By Ashwini Jog (ashwinijog1808@gmail.com), Postgraduate in Social Work and translator and interpreter for English and Marathi.



 

 

Purnima Meher is a staunch advocate of women fishworkers in the coastal state of Maharashtra in India. Purnima, who was born into a fishing community, is a postgraduate in Sociology from the prestigious SNDT University, Pune, and has worked as a social activist in her home state of Maharashtra for about ten years. During this period, she had the opportunity of meeting and working with the activist Medha Patkar, globally known for her long years of involvement in the anti-Narmada Dam struggle in India. This association helped Purnima learn the necessary skills and strategies to organize people at the grassroots level. Raised in a family that subscribed to socialist values, Purnima early on developed a vision of society that allowed her to see beyond the surface and identify the forms and forces of exploitation embedded within the system.

Through the years, Purnima has worked on several issues, including those of landless farmers, bonded labour, women’s oppression, and primary health. Given her background of growing up in a community of fishers and closely observing the lives and work of women in the community, it was only natural that she gravitated towards the issues of women fishworkers. She observed how the women fishworkers work day and night without any socio-economic security. She saw how they were harassed while traveling to markets in trains and buses for selling fish. She identified the various pre- and post -harvest tasks that women fishworkers engaged in, along with fish collection and selling. Her initiation into this work was through a meeting with Nalini Nayak, then with the National Fishworkers’ Forum (NFF), who urged her to take up the role of organizing women fishworkers.
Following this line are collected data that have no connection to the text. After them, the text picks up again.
use std::collections::{HashMap, HashSet};
use std::sync::{Arc, Mutex};
use async_trait::async_trait;
use crate::errors::{AutomationError, AutomationResult};
use crate::models::{Image, ImageMetadata, ImageSnapshot};
use crate::services::{clean_tags, AutomationBackend, MemoryMetadataStore, MetadataStore};
use super::{AutomationEngine, EngineConfig};

pub(crate) const GENERATE_TITLE: &str = "generate_title";
pub(crate) const EXTRACT_TAGS: &str = "extract_tags";
pub(crate) const CLEAN_TAGS: &str = "clean_tags";
pub(crate) const EXTRACT_PALETTE: &str = "extract_palette";

#[derive(Debug, Clone)]
pub(crate) struct BackendCall {
    pub op: &'static str,
    pub image: Option<ImageSnapshot>,
    pub description: Option<String>,
}

#[derive(Clone, Copy)]
enum Behavior {
    Fail,
    Panic,
    Hang,
}

/// Backend double with canned answers, per-operation failure injection and
/// a call log.
#[derive(Default)]
pub(crate) struct ScriptedBackend {
    behaviors: Mutex<HashMap<&'static str, (Behavior, String)>>,
    calls: Mutex<Vec<BackendCall>>,
}

impl ScriptedBackend {
    pub fn new() -> Arc<Self> {
        Arc::new(Self::default())
    }

    pub fn fail(&self, op: &'static str, message: &str) {
        self.set(op, Behavior::Fail, message);
    }

    pub fn panic_on(&self, op: &'static str) {
        self.set(op, Behavior::Panic, "scripted panic");
    }

    pub fn hang(&self, op: &'static str) {
        self.set(op, Behavior::Hang, "");
    }

    pub fn heal(&self, op: &'static str) {
        self.behaviors.lock().unwrap().remove(op);
    }

    pub fn calls(&self) -> Vec<BackendCall> {
        self.calls.lock().unwrap().clone()
    }

    pub fn ops(&self) -> HashSet<&'static str> {
        self.calls().iter().map(|call| call.op).collect()
    }

    fn set(&self, op: &'static str, behavior: Behavior, message: &str) {
        self.behaviors.lock().unwrap().insert(op, (behavior, message.to_string()));
    }

    async fn call(
        &self,
        op: &'static str,
        image: Option<&ImageSnapshot>,
        description: Option<&str>,
    ) -> AutomationResult<()> {
        // Give other tasks and observers a chance to run, like a real network call
        tokio::task::yield_now().await;

        self.calls.lock().unwrap().push(BackendCall {
            op,
            image: image.cloned(),
            description: description.map(str::to_string),
        });

        let behavior = self.behaviors.lock().unwrap().get(op).cloned();
        match behavior {
            None => Ok(()),
            Some((Behavior::Fail, message)) => Err(AutomationError::backend(message)),
            Some((Behavior::Panic, message)) => panic!("{}", message),
            Some((Behavior::Hang, _)) => std::future::pending().await,
        }
    }
}

#[async_trait]
impl AutomationBackend for ScriptedBackend {
    async fn generate_title(&self, image: &ImageSnapshot, description: &str) -> AutomationResult<String> {
        self.call(GENERATE_TITLE, Some(image), Some(description)).await?;
        Ok("Majestic Sunset".to_string())
    }

    async fn extract_tags(&self, image: &ImageSnapshot) -> AutomationResult<Vec<String>> {
        self.call(EXTRACT_TAGS, Some(image), None).await?;
        Ok(vec!["Sky".to_string(), "sky".to_string(), " Sunset ".to_string()])
    }

    async fn clean_tags(&self, tags: Vec<String>) -> AutomationResult<Vec<String>> {
        self.call(CLEAN_TAGS, None, None).await?;
        Ok(clean_tags(tags))
    }

    async fn extract_palette(&self, image: &ImageSnapshot) -> AutomationResult<Vec<String>> {
        self.call(EXTRACT_PALETTE, Some(image), None).await?;
        Ok(vec!["#FF5733".to_string(), "#3357FF".to_string()])
    }
}

pub(crate) fn image(id: &str, name: &str) -> Image {
    Image {
        id: id.to_string(),
        name: name.to_string(),
        url: format!("https://cdn.example.com/{}", name),
        size: Some(4096),
        mime_type: Some("image/png".to_string()),
        metadata: ImageMetadata {
            description: Some("original description".to_string()),
            ..ImageMetadata::default()
        },
    }
}

pub(crate) struct Harness {
    pub engine: AutomationEngine,
    pub backend: Arc<ScriptedBackend>,
    pub store: Arc<MemoryMetadataStore>,
}

/// Engine over a scripted backend and an in-memory store that already
/// holds `images`.
pub(crate) async fn harness(images: &[Image], config: EngineConfig) -> Harness {
    let backend = ScriptedBackend::new();
    let store = Arc::new(MemoryMetadataStore::new());
    for image in images {
        store.save_image(image).await.unwrap();
    }
    let engine = AutomationEngine::new(backend.clone(), store.clone(), config);
    Harness { engine, backend, store }
}

/// Wait until no task is pending or in progress.
pub(crate) async fn wait_until_idle(engine: &AutomationEngine) {
    let mut rx = engine.subscribe();
    rx.wait_for(|tasks| tasks.iter().all(|task| !task.status.is_active()))
        .await
        .unwrap();
}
This inspired her and she took up the position of Woman Coordinator within NFF. Along with getting women fishmongers their rights, she also worked against the exploitation of workers in fish processing factories in coastal states throughout India.

Purnima has also been associated with the ‘World Forum of Fisher People’ (WFFP) at the international level, representing India’s women fishworkers at the various meetings of the body, including its annual general meetings in Nairobi, Delhi and Paris.

Currently, Purnima continues her struggle for the rights of fisherwomen who are facing increasing marginalization due to large-scale development projects that encroach the seas and coastal areas, depriving the fishing community of their primary means of livelihood, namely, fishing.